The authors came to this conclusion from interviewing 756 recently unemployed job seekers. The subjects had been unemployed for less than 13 weeks, were actively looking for a job and were not expecting to retire within the next two years. Their average age was 36 years old. Forty-one percent were male and 59 percent were female. Seventy-five percent were White, 21 percent were African American and three percent were from other ethnic groups. Fifty-two percent of the sample were married or lived with a romantic partner. Their education varied: 9 percent had not completed high school; 32 percent had completed high school; 36 percent had some college education; 11 percent had completed four years of college and 11 percent had completed more than four years of college.
At the beginning of the study, the participants rated their current and anticipated financial strain, answered questionnaires concerning depression, personal control, health and emotional functioning. They also responded to these questions at six months and then again at two years.

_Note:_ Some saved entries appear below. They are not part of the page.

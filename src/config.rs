//! Configuration management

use std::{env, path::Path, time::Duration};

use figment::{
    providers::{Env, Format, Yaml},
    Figment,
};
use regex::Regex;
use serde::{Deserialize, Serialize};

use crate::{Error, Result};

/// Environment variable that forces the remote mapping source.
pub const S3_ENDPOINT_ENV: &str = "REMAP_S3_ENDPOINT";

/// Main configuration
#[derive(Debug, Clone, Serialize, Deserialize, Default)]
#[serde(default)]
pub struct Config {
    /// Mapping source and reload configuration
    pub mapping: MappingConfig,
    /// Per-record behavior toggles
    pub behavior: BehaviorConfig,
}

impl Config {
    /// Load configuration from file and environment
    ///
    /// Environment variables use the `REMAP_` prefix with `__` as the
    /// section separator (`REMAP_MAPPING__LOCATION=...`). When
    /// [`S3_ENDPOINT_ENV`] is present the mapping source is forced to
    /// `s3` with that endpoint, regardless of the file value.
    ///
    /// # Errors
    ///
    /// Returns an error if the config file does not exist or cannot be
    /// parsed.
    pub fn load(path: Option<&Path>) -> Result<Self> {
        let mut figment = Figment::new();

        if let Some(p) = path {
            if !p.exists() {
                return Err(Error::Config(format!(
                    "Config file not found: {}",
                    p.display()
                )));
            }
            figment = figment.merge(Yaml::file(p));
        }

        figment = figment.merge(Env::prefixed("REMAP_").split("__"));

        let mut config: Self = figment
            .extract()
            .map_err(|e| Error::Config(e.to_string()))?;

        if let Ok(endpoint) = env::var(S3_ENDPOINT_ENV) {
            config.mapping.source = MappingSourceKind::S3;
            config.mapping.remote.endpoint = endpoint;
        }

        config.expand_env_vars();
        Ok(config)
    }

    /// Expand `${VAR}` and `${VAR:-default}` patterns in remote config values
    fn expand_env_vars(&mut self) {
        #[allow(clippy::unwrap_used)]
        let re = Regex::new(r"\$\{([A-Z_][A-Z0-9_]*)(?::-([^}]*))?\}").unwrap();

        let remote = &mut self.mapping.remote;
        remote.endpoint = Self::expand_string(&re, &remote.endpoint);
        remote.bucket = Self::expand_string(&re, &remote.bucket);
        if let Some(token) = &remote.access_token {
            remote.access_token = Some(Self::expand_string(&re, token));
        }
    }

    /// Expand environment variables in a string
    fn expand_string(re: &Regex, value: &str) -> String {
        re.replace_all(value, |caps: &regex::Captures| {
            let var_name = &caps[1];
            let default = caps.get(2).map_or("", |m| m.as_str());
            env::var(var_name).unwrap_or_else(|_| default.to_string())
        })
        .into_owned()
    }
}

/// Where the mapping document lives
#[derive(Debug, Clone, Copy, PartialEq, Eq, Serialize, Deserialize, Default)]
#[serde(rename_all = "lowercase")]
pub enum MappingSourceKind {
    /// Packaged/local file
    #[default]
    File,
    /// S3-compatible object store
    S3,
}

/// Mapping source and reload configuration
#[derive(Debug, Clone, Serialize, Deserialize)]
#[serde(default)]
pub struct MappingConfig {
    /// Source kind (`file` or `s3`)
    pub source: MappingSourceKind,
    /// Local path or remote object key
    pub location: String,
    /// Remote object-store client configuration
    pub remote: RemoteConfig,
    /// Hot-reload configuration
    pub hot_reload: HotReloadConfig,
    /// Fetch timeout and retry configuration
    pub fetch: FetchConfig,
}

impl Default for MappingConfig {
    fn default() -> Self {
        Self {
            source: MappingSourceKind::File,
            location: "mappings/topic-mappings.json".to_string(),
            remote: RemoteConfig::default(),
            hot_reload: HotReloadConfig::default(),
            fetch: FetchConfig::default(),
        }
    }
}

/// Remote object-store client configuration
///
/// `endpoint` may contain a `{region}` placeholder which is substituted
/// with `region` when building the object URL. `access_token` supports
/// `${VAR}` expansion and is sent as a bearer credential.
#[derive(Debug, Clone, Serialize, Deserialize, Default)]
#[serde(default)]
pub struct RemoteConfig {
    /// Object-store endpoint, e.g. `https://s3.{region}.example.com`
    pub endpoint: String,
    /// Bucket name
    pub bucket: String,
    /// Region substituted into the endpoint
    pub region: Option<String>,
    /// Bearer credential
    pub access_token: Option<String>,
}

/// Hot-reload configuration
#[derive(Debug, Clone, Serialize, Deserialize)]
#[serde(default)]
pub struct HotReloadConfig {
    /// Start the Reload Controller
    pub enabled: bool,
    /// Poll interval
    #[serde(with = "humantime_serde")]
    pub interval: Duration,
}

impl Default for HotReloadConfig {
    fn default() -> Self {
        Self {
            enabled: false,
            interval: Duration::from_secs(30),
        }
    }
}

/// Fetch timeout and retry configuration
#[derive(Debug, Clone, Serialize, Deserialize)]
#[serde(default)]
pub struct FetchConfig {
    /// Per-attempt timeout (applied by the HTTP client)
    #[serde(with = "humantime_serde")]
    pub attempt_timeout: Duration,
    /// Per-call timeout across all attempts
    #[serde(with = "humantime_serde")]
    pub call_timeout: Duration,
    /// Retry configuration
    pub retry: RetryConfig,
}

impl Default for FetchConfig {
    fn default() -> Self {
        Self {
            attempt_timeout: Duration::from_secs(5),
            call_timeout: Duration::from_secs(15),
            retry: RetryConfig::default(),
        }
    }
}

/// Retry configuration
#[derive(Debug, Clone, Serialize, Deserialize)]
#[serde(default)]
pub struct RetryConfig {
    /// Maximum attempts
    pub max_attempts: u32,
    /// Initial backoff duration
    #[serde(with = "humantime_serde")]
    pub initial_backoff: Duration,
    /// Maximum backoff duration
    #[serde(with = "humantime_serde")]
    pub max_backoff: Duration,
    /// Backoff multiplier
    pub multiplier: f64,
}

impl Default for RetryConfig {
    fn default() -> Self {
        Self {
            max_attempts: 3,
            initial_backoff: Duration::from_millis(200),
            max_backoff: Duration::from_secs(5),
            multiplier: 2.0,
        }
    }
}

/// Per-record behavior toggles
#[derive(Debug, Clone, Serialize, Deserialize)]
#[serde(default)]
pub struct BehaviorConfig {
    /// Elevate mapping-miss logs to error
    pub fail_on_missing_mapping: bool,
    /// Emit the `metadata` side-channel (wrapped framing only)
    pub attach_source_metadata: bool,
    /// Emit the `rawPayload` side-channel (wrapped framing only)
    pub store_raw_payload: bool,
}

impl Default for BehaviorConfig {
    fn default() -> Self {
        Self {
            fail_on_missing_mapping: false,
            attach_source_metadata: true,
            store_raw_payload: false,
        }
    }
}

The results show that this chain of adversity (job loss-financial strain-depression-personal control-emotional functioning-physical health) appears to continue over two years, suggesting "that even reversible life events such as job loss can have lasting effects on those who experience them." At the end of two years, 71 percent were re-employed, working at least 20 hours or more per week but still reported the negative effects of their job loss.
These findings suggest that increases in depression and loss of personal control with those who lose their jobs can have adverse affects on health and emotional functioning for longer than the initial triggering event - job loss, possibly interfering with finding another job, said Dr. Price. Professionals working with suddenly unemployed people should be aware of this chain of events and be ready to help these individuals improve their mental health so they better their chances of re-employment and interrupt the downward cycle.
Article: "Links in the Chain of Adversity Following Job Loss: How Financial Strain and Loss of Personal Control Lead to Depression, Impaired Functioning, and Poor Health," Richard H. Price, Ph.D., Jin Nam Choi, Ph.D., and Amiram D. Vinokur, Ph.D., University of Michigan; Journal of Occupational Health Psychology, Vol 7, No. 4.